A fast paced, challenging and addictive way to improve your vocabulary, think faster under pressure, and put the old Scrabble board to good use.

Materials

To play, you need at least 3 people, and I wouldn't reccommend more than 5 or 6 people. You won't need the Scrabble board, but you will need all of the tiles, minus the 2 blank tiles. Lastly, you'll need a flat surface: A piece of white posterpaper or oaktag is good, especially since it creates some nice high contrast.

Preparation

Before you play, dump all the tiles on the flat surface, and turn them all over, face down. Any random placement is fine, as long as no tiles are on top of eachother. Another thing to remember while setting up the board is that its definitely considered cheating to try and remember where the tiles are.

Gameplay

Sit around the area where you've laid out the tiles. Begin with a random person (for families, starting with the youngest is nice). They choose a tile anywhere on the board and flip it over. If a word can be made from this tile (in this case, if it's an A or I), then the first person to say this word is rewarded the tile. They lay it out in front of them, but not on the board, in full view of the other players.

If a person collects a word, they turn over the next tile, but if no one collects a word, the next person (going clockwise or counterclockwise, as the players decide) turns over another tile.

There are three places from which you can draw tiles to make words: From your own words, from other players words, and from the board. For example, consider this situation:

Your Words: END
Another Player's Words: SING
The Board: P

You can then combine your END, your opponent's SING and the board's P to create SPENDING.

When using your own words or other's words, you may not break the words down, but you can rearrange the letters or insert letters "inside" the word. For example, if this is your game:

Your Words: I
Another Player's Words: PANE
The Board: D

You may not take the P and N and from PANE to make PIN (because you may not break up words), but you may take the Board's D, your opponent's PANE and your I to create PAINED.

It should also be noted that as many words as the players can make can be made per turn, as long as they all adhere to the rules of the game.

Example

An excerpt from a game, with players Alpha, Beta, Gamma, and Delta.

Alpha turns over I.
Beta turns over R.
Gamma turns over D.
Beta collects RID (from the Board).
Beta turns over T.
Gamma turns over S.
Delta collects RIDS (from Beta and the Board)
Delta turns over E.
Alpha collects STRIDE (from Delta and the Board).
Alpha turns over I.
Gamma collects I (from the Board).

And so on and so on, until all the pieces are off the board. Once this point is reached, the players can look for more words among the ones laid out (they are still not allowed to break up words, however). Once all players reach a consensus that there are no more words to be collected, they determine their scores by adding the value of each letter in their possession. The person with the most points wins.

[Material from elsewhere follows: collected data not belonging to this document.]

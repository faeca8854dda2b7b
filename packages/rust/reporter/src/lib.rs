//! Job outcome reporting to the orchestrator.
//!
//! Every job ends with exactly one call on a [`JobReporter`]: success with the
//! job id, or failure with the job id and [`FailureDetails`].
//! [`CodePipelineReporter`] implements this over the CodePipeline JSON API.

use std::future::Future;
use std::time::Duration;

use chrono::Utc;
use reqwest::Client;
use serde::Serialize;
use tracing::{info, instrument, warn};
use url::Url;

use sitegen_shared::sigv4::{self, SignableRequest, SigningParams};
use sitegen_shared::{ArtifactCredentials, FailureDetails, Result, SitegenError, StepConfig};

/// Signing name of the CodePipeline service.
const SERVICE: &str = "codepipeline";

/// `X-Amz-Target` prefix for the CodePipeline API version in use.
const TARGET_PREFIX: &str = "CodePipeline_20150709";

const CONTENT_TYPE: &str = "application/x-amz-json-1.1";

/// Request timeout for report calls.
const REQUEST_TIMEOUT_SECS: u64 = 30;

const USER_AGENT: &str = concat!("sitegen/", env!("CARGO_PKG_VERSION"));

// ---------------------------------------------------------------------------
// JobReporter
// ---------------------------------------------------------------------------

/// Tells the orchestrator how a job ended.
pub trait JobReporter: Send + Sync {
    fn report_success(&self, job_id: &str) -> impl Future<Output = Result<()>> + Send;

    fn report_failure(
        &self,
        job_id: &str,
        details: &FailureDetails,
    ) -> impl Future<Output = Result<()>> + Send;
}

// ---------------------------------------------------------------------------
// Request bodies
// ---------------------------------------------------------------------------

#[derive(Debug, Serialize)]
#[serde(rename_all = "camelCase")]
struct PutJobSuccessResult<'a> {
    job_id: &'a str,
}

#[derive(Debug, Serialize)]
#[serde(rename_all = "camelCase")]
struct PutJobFailureResult<'a> {
    job_id: &'a str,
    failure_details: &'a FailureDetails,
}

// ---------------------------------------------------------------------------
// CodePipelineReporter
// ---------------------------------------------------------------------------

/// Reports job results with the host's own credentials.
pub struct CodePipelineReporter {
    http: Client,
    endpoint: Url,
    region: String,
    credentials: ArtifactCredentials,
}

impl CodePipelineReporter {
    /// Build a reporter for `region`, optionally against a custom endpoint.
    pub fn new(
        credentials: ArtifactCredentials,
        region: &str,
        endpoint: Option<Url>,
    ) -> Result<Self> {
        let endpoint = match endpoint {
            Some(url) => url,
            None => Url::parse(&format!("https://codepipeline.{region}.amazonaws.com/"))
                .map_err(|e| SitegenError::config(format!("invalid region '{region}': {e}")))?,
        };

        let http = Client::builder()
            .user_agent(USER_AGENT)
            .timeout(Duration::from_secs(REQUEST_TIMEOUT_SECS))
            .build()
            .map_err(|e| SitegenError::Network(format!("failed to build HTTP client: {e}")))?;

        Ok(Self {
            http,
            endpoint,
            region: region.to_string(),
            credentials,
        })
    }

    /// Build a reporter from the step configuration.
    pub fn from_config(config: &StepConfig) -> Result<Self> {
        let credentials = config.require_host_credentials()?.clone();
        Self::new(credentials, &config.region, config.codepipeline_endpoint.clone())
    }

    /// Call one CodePipeline action with a JSON body.
    async fn call<T: Serialize>(&self, action: &str, body: &T) -> Result<()> {
        let payload = serde_json::to_vec(body)
            .map_err(|e| SitegenError::Report(format!("failed to encode {action}: {e}")))?;
        let target = format!("{TARGET_PREFIX}.{action}");
        let headers = [("content-type", CONTENT_TYPE), ("x-amz-target", target.as_str())];

        let signed = sigv4::sign(
            &SignableRequest {
                method: "POST",
                url: &self.endpoint,
                headers: &headers,
                payload_sha256: &sigv4::payload_sha256(&payload),
            },
            &SigningParams {
                credentials: &self.credentials,
                region: &self.region,
                service: SERVICE,
                time: Utc::now(),
            },
        );

        let mut request = self.http.post(self.endpoint.clone());
        for (name, value) in headers {
            request = request.header(name, value);
        }
        for (name, value) in signed {
            request = request.header(name, value);
        }

        let response = request
            .body(payload)
            .send()
            .await
            .map_err(|e| SitegenError::Report(format!("{action}: {e}")))?;

        let status = response.status();
        if !status.is_success() {
            let body = response.text().await.unwrap_or_default();
            warn!(%status, action, "orchestrator rejected report");
            return Err(SitegenError::Report(format!(
                "{action}: HTTP {status}: {}",
                body.trim()
            )));
        }
        Ok(())
    }
}

impl JobReporter for CodePipelineReporter {
    #[instrument(skip_all, fields(job_id = %job_id))]
    async fn report_success(&self, job_id: &str) -> Result<()> {
        self.call("PutJobSuccessResult", &PutJobSuccessResult { job_id })
            .await?;
        info!("reported job success");
        Ok(())
    }

    #[instrument(skip_all, fields(job_id = %job_id))]
    async fn report_failure(&self, job_id: &str, details: &FailureDetails) -> Result<()> {
        self.call(
            "PutJobFailureResult",
            &PutJobFailureResult {
                job_id,
                failure_details: details,
            },
        )
        .await?;
        info!("reported job failure");
        Ok(())
    }
}
//! Server settings from the environment and the workspace `config.yaml`.

use std::collections::BTreeMap;
use std::path::PathBuf;
use std::time::Duration;

use serde::{Deserialize, Serialize};
use serde_yaml::Mapping;

use crate::engine::{ShutdownPolicy, DEFAULT_LOCK_TIMEOUT, DEFAULT_QUIET};

pub const DEFAULT_HOST: &str = "127.0.0.1";
pub const DEFAULT_PORT: u16 = 8321;

/// Foundational guidance inherited by projects that do not say otherwise.
pub const DEFAULT_INHERIT: [&str; 2] = ["general", "ai-collaboration"];

/// Process settings, loaded from `WORKSYNC_*` environment variables.
#[derive(Clone, Debug)]
pub struct ServerConfig {
    /// Root of all WorkSync data (WORKSYNC_DATA_ROOT, default `~/.worksync`)
    pub data_root: PathBuf,
    /// Bind address (WORKSYNC_HOST)
    pub host: String,
    /// Bind port (WORKSYNC_PORT)
    pub port: u16,
    /// Regenerate the vault after mutations (WORKSYNC_AUTO_SYNC)
    pub auto_sync: bool,
    /// Quiet interval before a regeneration fires (WORKSYNC_SYNC_DEBOUNCE, seconds)
    pub sync_debounce: Duration,
    /// Bound on the project lock wait (WORKSYNC_LOCK_TIMEOUT, seconds)
    pub lock_timeout: Duration,
    /// Pending regenerations at shutdown (WORKSYNC_SHUTDOWN, flush or drop)
    pub shutdown: ShutdownPolicy,
    /// Bearer token required on `/mcp` (WORKSYNC_API_KEY)
    pub api_key: Option<String>,
    /// Allows serving without an API key (WORKSYNC_DEBUG)
    pub debug: bool,
}

impl ServerConfig {
    pub fn from_env() -> Self {
        Self::from_lookup(|key| std::env::var(key).ok())
    }

    /// Build the config from an arbitrary variable source. Unparseable
    /// values fall back to their defaults with a warning.
    pub fn from_lookup(lookup: impl Fn(&str) -> Option<String>) -> Self {
        let var = |key: &str| {
            lookup(key)
                .map(|v| v.trim().to_string())
                .filter(|v| !v.is_empty())
        };

        let data_root = var("WORKSYNC_DATA_ROOT")
            .map(|v| expand_home(&v))
            .unwrap_or_else(default_data_root);

        Self {
            data_root,
            host: var("WORKSYNC_HOST").unwrap_or_else(|| DEFAULT_HOST.to_string()),
            port: parse_or("WORKSYNC_PORT", var("WORKSYNC_PORT"), DEFAULT_PORT),
            auto_sync: var("WORKSYNC_AUTO_SYNC")
                .map(|v| parse_flag(&v))
                .unwrap_or(true),
            sync_debounce: seconds_or(
                "WORKSYNC_SYNC_DEBOUNCE",
                var("WORKSYNC_SYNC_DEBOUNCE"),
                DEFAULT_QUIET,
            ),
            lock_timeout: seconds_or(
                "WORKSYNC_LOCK_TIMEOUT",
                var("WORKSYNC_LOCK_TIMEOUT"),
                DEFAULT_LOCK_TIMEOUT,
            ),
            shutdown: parse_or("WORKSYNC_SHUTDOWN", var("WORKSYNC_SHUTDOWN"), ShutdownPolicy::Flush),
            api_key: var("WORKSYNC_API_KEY"),
            debug: var("WORKSYNC_DEBUG").map(|v| parse_flag(&v)).unwrap_or(false),
        }
    }

    pub fn bind_address(&self) -> String {
        format!("{}:{}", self.host, self.port)
    }
}

impl Default for ServerConfig {
    fn default() -> Self {
        Self::from_lookup(|_| None)
    }
}

/// Contents of `<data_root>/config.yaml`.
#[derive(Debug, Clone, Serialize, Deserialize, PartialEq)]
pub struct WorkspaceConfig {
    /// Vault output directory, relative to the data root unless absolute.
    #[serde(default = "default_vault_path")]
    pub vault_path: String,
    #[serde(default)]
    pub projects: BTreeMap<String, ProjectConfig>,
    #[serde(flatten)]
    pub extra: Mapping,
}

impl Default for WorkspaceConfig {
    fn default() -> Self {
        Self {
            vault_path: default_vault_path(),
            projects: BTreeMap::new(),
            extra: Mapping::new(),
        }
    }
}

#[derive(Debug, Clone, Default, Serialize, Deserialize, PartialEq)]
pub struct ProjectConfig {
    #[serde(default)]
    pub repo: String,
    #[serde(default)]
    pub description: String,
    #[serde(default)]
    pub guidance: GuidanceConfig,
    #[serde(flatten)]
    pub extra: Mapping,
}

#[derive(Debug, Clone, Default, Serialize, Deserialize, PartialEq)]
pub struct GuidanceConfig {
    /// Foundational guidance names; [`DEFAULT_INHERIT`] when absent.
    #[serde(default, skip_serializing_if = "Option::is_none")]
    pub inherit: Option<Vec<String>>,
    /// Project-specific guidance documents.
    #[serde(default, skip_serializing_if = "Vec::is_empty")]
    pub project: Vec<ProjectGuidance>,
}

impl GuidanceConfig {
    pub fn inherited(&self) -> Vec<String> {
        match &self.inherit {
            Some(names) => names.clone(),
            None => DEFAULT_INHERIT.iter().map(|s| s.to_string()).collect(),
        }
    }
}

#[derive(Debug, Clone, Serialize, Deserialize, PartialEq)]
pub struct ProjectGuidance {
    pub name: String,
    /// Where `path` is resolved from. Only `repo` is supported.
    #[serde(default = "default_source")]
    pub source: String,
    pub path: String,
}

fn default_vault_path() -> String {
    "./vault".to_string()
}

fn default_source() -> String {
    "repo".to_string()
}

fn default_data_root() -> PathBuf {
    dirs::home_dir()
        .map(|home| home.join(".worksync"))
        .unwrap_or_else(|| PathBuf::from(".worksync"))
}

/// Expand a leading `~` to the home directory.
pub fn expand_home(path: &str) -> PathBuf {
    if path == "~" {
        return dirs::home_dir().unwrap_or_else(|| PathBuf::from(path));
    }
    match (path.strip_prefix("~/"), dirs::home_dir()) {
        (Some(rest), Some(home)) => home.join(rest),
        _ => PathBuf::from(path),
    }
}

fn parse_flag(value: &str) -> bool {
    matches!(
        value.to_ascii_lowercase().as_str(),
        "1" | "true" | "yes" | "on"
    )
}

fn parse_or<T>(key: &str, value: Option<String>, default: T) -> T
where
    T: std::str::FromStr,
    T::Err: std::fmt::Display,
{
    match value {
        None => default,
        Some(raw) => raw.parse().unwrap_or_else(|e| {
            tracing::warn!(key, value = %raw, error = %e, "Invalid setting, using default");
            default
        }),
    }
}

fn seconds_or(key: &str, value: Option<String>, default: Duration) -> Duration {
    match value {
        None => default,
        Some(raw) => match raw
            .parse::<f64>()
            .ok()
            .and_then(|secs| Duration::try_from_secs_f64(secs).ok())
        {
            Some(duration) => duration,
            None => {
                tracing::warn!(key, value = %raw, "Invalid duration, using default");
                default
            }
        },
    }
}
//! Coding guidance documents.
//!
//! Foundational guidance lives in `<data_root>/guidance/<name>.md` and is
//! shared by every project that inherits it. Project guidance lives in the
//! project's own repository and is listed per project in `config.yaml`.

use std::collections::BTreeMap;
use std::fs;
use std::path::Path;

use serde::Serialize;

use crate::config::{expand_home, ProjectConfig};
use crate::error::{Error, Result};

#[derive(Debug, Clone, Serialize, PartialEq)]
pub struct GuidanceSet {
    pub project: String,
    /// Document text keyed by guidance name.
    pub guidance: BTreeMap<String, String>,
}

/// Collect the guidance that applies to `project`, optionally only the
/// document named `topic`. Missing files are skipped; an empty result is an
/// error.
pub fn load(
    guidance_dir: &Path,
    project: &str,
    config: &ProjectConfig,
    topic: Option<&str>,
) -> Result<GuidanceSet> {
    let wanted = |name: &str| topic.map_or(true, |t| t == name);
    let mut guidance = BTreeMap::new();

    for name in config.guidance.inherited() {
        if !wanted(&name) {
            continue;
        }
        let path = guidance_dir.join(format!("{name}.md"));
        if let Some(text) = read_if_present(&path)? {
            guidance.insert(name, text);
        }
    }

    let repo = expand_home(&config.repo);
    for doc in &config.guidance.project {
        if !wanted(&doc.name) {
            continue;
        }
        if doc.source != "repo" {
            tracing::debug!(project, name = %doc.name, source = %doc.source, "Unsupported guidance source");
            continue;
        }
        if !repo.is_dir() {
            continue;
        }
        if let Some(text) = read_if_present(&repo.join(&doc.path))? {
            guidance.insert(doc.name.clone(), text);
        }
    }

    if guidance.is_empty() {
        return Err(match topic {
            Some(topic) => Error::NotFound(format!("Guidance for topic '{topic}'")),
            None => Error::NotFound(format!("Guidance for project '{project}'")),
        });
    }

    Ok(GuidanceSet {
        project: project.to_string(),
        guidance,
    })
}

fn read_if_present(path: &Path) -> Result<Option<String>> {
    match fs::read_to_string(path) {
        Ok(text) => Ok(Some(text)),
        Err(e) if e.kind() == std::io::ErrorKind::NotFound => Ok(None),
        Err(e) => Err(Error::io(path, e)),
    }
}
use std::fmt;
use std::str::FromStr;

use serde::{Deserialize, Serialize};
use serde_yaml::Mapping;

use crate::error::Error;

/// Contents of `backlog.yaml`.
#[derive(Debug, Clone, Default, Serialize, Deserialize, PartialEq)]
pub struct Backlog {
    #[serde(default)]
    pub backlog: Vec<BacklogItem>,
    #[serde(flatten)]
    pub extra: Mapping,
}

impl Backlog {
    pub fn get(&self, id: &str) -> Option<&BacklogItem> {
        self.backlog.iter().find(|item| item.id == id)
    }

    pub fn get_mut(&mut self, id: &str) -> Option<&mut BacklogItem> {
        self.backlog.iter_mut().find(|item| item.id == id)
    }

    pub fn count(&self, status: BacklogStatus) -> usize {
        self.backlog.iter().filter(|item| item.status == status).count()
    }
}

/// Unscheduled work.
#[derive(Debug, Clone, Serialize, Deserialize, PartialEq)]
pub struct BacklogItem {
    pub id: String,
    #[serde(default)]
    pub theme: String,
    #[serde(default)]
    pub summary: String,
    pub status: BacklogStatus,
    #[serde(default)]
    pub related_sprints: Vec<String>,
    #[serde(flatten)]
    pub extra: Mapping,
}

#[derive(Debug, Clone, Copy, Serialize, Deserialize, PartialEq, Eq)]
#[serde(rename_all = "snake_case")]
pub enum BacklogStatus {
    Todo,
    InProgress,
    Done,
}

impl BacklogStatus {
    pub const VALID: &'static str = "todo, in_progress, done";

    pub fn as_str(&self) -> &'static str {
        match self {
            Self::Todo => "todo",
            Self::InProgress => "in_progress",
            Self::Done => "done",
        }
    }
}

impl FromStr for BacklogStatus {
    type Err = Error;

    fn from_str(s: &str) -> Result<Self, Self::Err> {
        match s {
            "todo" => Ok(Self::Todo),
            "in_progress" => Ok(Self::InProgress),
            "done" => Ok(Self::Done),
            _ => Err(Error::rejected(format!(
                "Invalid status '{s}'. Must be: {}",
                Self::VALID
            ))),
        }
    }
}

impl fmt::Display for BacklogStatus {
    fn fmt(&self, f: &mut fmt::Formatter<'_>) -> fmt::Result {
        f.write_str(self.as_str())
    }
}

/// Input for adding a backlog item.
#[derive(Debug, Clone)]
pub struct NewBacklogItem {
    pub id: String,
    pub summary: String,
    pub theme: String,
    pub status: BacklogStatus,
    pub related_sprints: Vec<String>,
}

impl From<NewBacklogItem> for BacklogItem {
    fn from(input: NewBacklogItem) -> Self {
        Self {
            id: input.id,
            theme: input.theme,
            summary: input.summary,
            status: input.status,
            related_sprints: input.related_sprints,
            extra: Mapping::new(),
        }
    }
}

/// Partial backlog update. Only provided fields change.
#[derive(Debug, Clone, Default)]
pub struct BacklogUpdate {
    pub status: Option<BacklogStatus>,
    pub summary: Option<String>,
    pub theme: Option<String>,
    pub related_sprints: Option<Vec<String>>,
}
#[tool_router]
impl WorkSyncServer {
    #[tool(
        description = "Show active sprints and in-progress work. Returns per project: active sprints, in-progress stories (with their sprint id), in-progress backlog items and backlog stats. Reading acknowledges files edited by hand."
    )]
    pub async fn worksync_status(
        &self,
        params: Parameters<StatusRequest>,
    ) -> Result<CallToolResult, McpError> {
        let req = params.0;
        let projects = self
            .tracker
            .status(req.project.as_deref())
            .await
            .map_err(to_mcp_error)?;
        json_result(&json!({ "projects": projects }))
    }

    #[tool(
        description = "List all registered projects or get details for one. Returns repo paths, descriptions and guidance config."
    )]
    pub async fn worksync_projects(
        &self,
        params: Parameters<ProjectsRequest>,
    ) -> Result<CallToolResult, McpError> {
        let req = params.0;
        match req.project {
            Some(project) => {
                let config = self.tracker.project(&project).map_err(to_mcp_error)?;
                json_result(&ProjectDetail { project, config })
            }
            None => {
                let projects = self.tracker.projects().map_err(to_mcp_error)?;
                json_result(&json!({ "projects": projects }))
            }
        }
    }

    #[tool(
        description = "Add a new item to the project backlog. Rejects duplicate IDs and invalid statuses. Returns the created item."
    )]
    pub async fn worksync_add_backlog(
        &self,
        params: Parameters<AddBacklogRequest>,
    ) -> Result<CallToolResult, McpError> {
        let req = params.0;
        let input = NewBacklogItem {
            id: req.id,
            summary: req.summary,
            theme: req.theme,
            status: parse(&req.status)?,
            related_sprints: req.related_sprints,
        };
        let item = self
            .tracker
            .add_backlog(&req.project, input, &req.agent)
            .await
            .map_err(to_mcp_error)?;
        json_result(&json!({ "created": item }))
    }

    #[tool(
        description = "Update a backlog item. Only provided fields are changed; related_sprints replaces the whole list. Returns the updated item."
    )]
    pub async fn worksync_update_backlog(
        &self,
        params: Parameters<UpdateBacklogRequest>,
    ) -> Result<CallToolResult, McpError> {
        let req = params.0;
        let update = BacklogUpdate {
            status: parse_opt(req.status.as_deref())?,
            summary: req.summary,
            theme: req.theme,
            related_sprints: req.related_sprints,
        };
        let item = self
            .tracker
            .update_backlog(&req.project, &req.id, update, &req.agent)
            .await
            .map_err(to_mcp_error)?;
        json_result(&json!({ "updated": item }))
    }

    #[tool(description = "Remove a backlog item by ID. Returns the removed item for confirmation.")]
    pub async fn worksync_remove_backlog(
        &self,
        params: Parameters<RemoveBacklogRequest>,
    ) -> Result<CallToolResult, McpError> {
        let req = params.0;
        let item = self
            .tracker
            .remove_backlog(&req.project, &req.id, &req.agent)
            .await
            .map_err(to_mcp_error)?;
        json_result(&json!({ "removed": item }))
    }

    #[tool(
        description = "Create a new sprint. Its file name is the uppercased id plus '.md'; the id is appended to the work index. Returns the created sprint."
    )]
    pub async fn worksync_create_sprint(
        &self,
        params: Parameters<CreateSprintRequest>,
    ) -> Result<CallToolResult, McpError> {
        let req = params.0;
        let input = NewSprint {
            id: req.id,
            title: req.title,
            goal: req.goal,
            themes: req.themes,
            status: parse(&req.status)?,
        };
        let sprint = self
            .tracker
            .create_sprint(&req.project, input, &req.agent)
            .await
            .map_err(to_mcp_error)?;
        json_result(&json!({ "created": sprint }))
    }

    #[tool(
        description = "Update a sprint. Only provided fields are changed; themes replaces the whole list. Returns the updated sprint."
    )]
    pub async fn worksync_update_sprint(
        &self,
        params: Parameters<UpdateSprintRequest>,
    ) -> Result<CallToolResult, McpError> {
        let req = params.0;
        let update = SprintUpdate {
            status: parse_opt(req.status.as_deref())?,
            title: req.title,
            goal: req.goal,
            themes: req.themes,
        };
        let sprint = self
            .tracker
            .update_sprint(&req.project, &req.id, update, &req.agent)
            .await
            .map_err(to_mcp_error)?;
        json_result(&json!({ "updated": sprint }))
    }

    #[tool(description = "Add a story to a sprint. Rejects a story ID already in that sprint.")]
    pub async fn worksync_add_story(
        &self,
        params: Parameters<AddStoryRequest>,
    ) -> Result<CallToolResult, McpError> {
        let req = params.0;
        let input = NewStory {
            id: req.story_id,
            status: parse(&req.status)?,
            notes: req.notes,
        };
        let story = self
            .tracker
            .add_story(&req.project, &req.sprint_id, input, &req.agent)
            .await
            .map_err(to_mcp_error)?;
        json_result(&json!({ "created": story, "sprint": req.sprint_id }))
    }

    #[tool(description = "Update a story's status or notes within a sprint.")]
    pub async fn worksync_update_story(
        &self,
        params: Parameters<UpdateStoryRequest>,
    ) -> Result<CallToolResult, McpError> {
        let req = params.0;
        let update = StoryUpdate {
            status: parse_opt(req.status.as_deref())?,
            notes: req.notes,
        };
        let story = self
            .tracker
            .update_story(&req.project, &req.sprint_id, &req.story_id, update, &req.agent)
            .await
            .map_err(to_mcp_error)?;
        json_result(&json!({ "updated": story, "sprint": req.sprint_id }))
    }

    #[tool(
        description = "Mark a story as done, set completion notes, and append a history entry. Searches all sprints when sprint_id is omitted. Returns the updated story, its sprint and the new history entry."
    )]
    pub async fn worksync_done(
        &self,
        params: Parameters<DoneRequest>,
    ) -> Result<CallToolResult, McpError> {
        let req = params.0;
        let completion = self
            .tracker
            .done(
                &req.project,
                &req.story_id,
                &req.notes,
                req.sprint_id.as_deref(),
                &req.agent,
            )
            .await
            .map_err(to_mcp_error)?;
        json_result(&completion)
    }

    #[tool(
        description = "View or append project history. action='list' returns all entries; action='add' appends one dated today (requires summary)."
    )]
    pub async fn worksync_history(
        &self,
        params: Parameters<HistoryRequest>,
    ) -> Result<CallToolResult, McpError> {
        let req = params.0;
        match req.action.as_str() {
            "list" => {
                let history = self
                    .tracker
                    .history(&req.project)
                    .await
                    .map_err(to_mcp_error)?;
                json_result(&json!({ "history": history }))
            }
            "add" => {
                let entry = self
                    .tracker
                    .add_history(
                        &req.project,
                        req.summary.as_deref().unwrap_or_default(),
                        req.related_sprints.unwrap_or_default(),
                        &req.agent,
                    )
                    .await
                    .map_err(to_mcp_error)?;
                json_result(&json!({ "created": entry }))
            }
            other => Err(to_mcp_error(Error::rejected(format!(
                "Invalid action '{other}'. Must be 'list' or 'add'"
            )))),
        }
    }

    #[tool(
        description = "Regenerate the Obsidian vault from the YAML files right away, bypassing the debounce. Idempotent."
    )]
    pub async fn worksync_sync(
        &self,
        params: Parameters<SyncRequest>,
    ) -> Result<CallToolResult, McpError> {
        let req = params.0;
        let report = self
            .tracker
            .sync(req.project.as_deref())
            .await
            .map_err(to_mcp_error)?;
        let status = if report.failed.is_empty() { "success" } else { "error" };
        json_result(&json!({ "status": status, "report": report }))
    }

    #[tool(
        description = "Get coding guidance for a project: foundational guidance (general, golang, typescript, ai-collaboration) merged with project-specific docs from the repo. Returns documents keyed by name."
    )]
    pub async fn worksync_guidance(
        &self,
        params: Parameters<GuidanceRequest>,
    ) -> Result<CallToolResult, McpError> {
        let req = params.0;
        let guidance = self
            .tracker
            .guidance(&req.project, req.topic.as_deref())
            .map_err(to_mcp_error)?;
        json_result(&guidance)
    }

    #[tool(
        description = "Register a new project: creates its directory structure and entity files and adds it to config.yaml. Languages are detected from the repo when omitted and decide guidance inheritance."
    )]
    pub async fn worksync_register_project(
        &self,
        params: Parameters<RegisterProjectRequest>,
    ) -> Result<CallToolResult, McpError> {
        let req = params.0;
        let input = RegisterProjectInput {
            name: req.name,
            repo: req.repo,
            description: req.description,
            languages: req.languages,
        };
        let registration = self
            .tracker
            .register_project(input, &req.agent)
            .await
            .map_err(to_mcp_error)?;
        json_result(&registration)
    }

    #[tool(
        description = "Remove a project from config.yaml. With delete_data=true also deletes its data directory and vault notes."
    )]
    pub async fn worksync_unregister_project(
        &self,
        params: Parameters<UnregisterProjectRequest>,
    ) -> Result<CallToolResult, McpError> {
        let req = params.0;
        let result = self
            .tracker
            .unregister_project(&req.name, req.delete_data, &req.agent)
            .await
            .map_err(to_mcp_error)?;
        json_result(&result)
    }
}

Challenges, Language, Etc.

Since this game is less an after-dinner-with-a-cup-of-coffee game than a wired-late-at-night game, when a player challenges the validity of a word collected by another player, no dictionary is used. Instead, the collecter must supply a suitable definition of the word in question.

This leads us to the last point, which is that only common language should be used. For example, even though qitar is in the Scrabble Dictionary, you probably don't know the definition, and besides that, its just not how the game is played.

Gambling Variation

Whats that? Intellectual stimulation isn't enough for you (hooligan!)?

Well, you asked for it. Scrabble Attacks, the Gambling Variation. Begin by choosing a "base" number (1 cent, 10 cents, 25 cents, 1 dollar, whatever). Divide the number of possible points (I believe that it's 187, but if anyone knows better, /msg me) by the number of players, multiply by your base number, and thats your ante. For example, if you're playing with 4 people, and your base number is 1 dollar, then each person's ante is $46.75. At the end of gameplay, collect moneys equivalent to your score multiplied by the base number.


So use words you know, play with friends, play with enemies, never break up words, and of course: have fun! (How's that for the perfect corny ending to a Howto node?)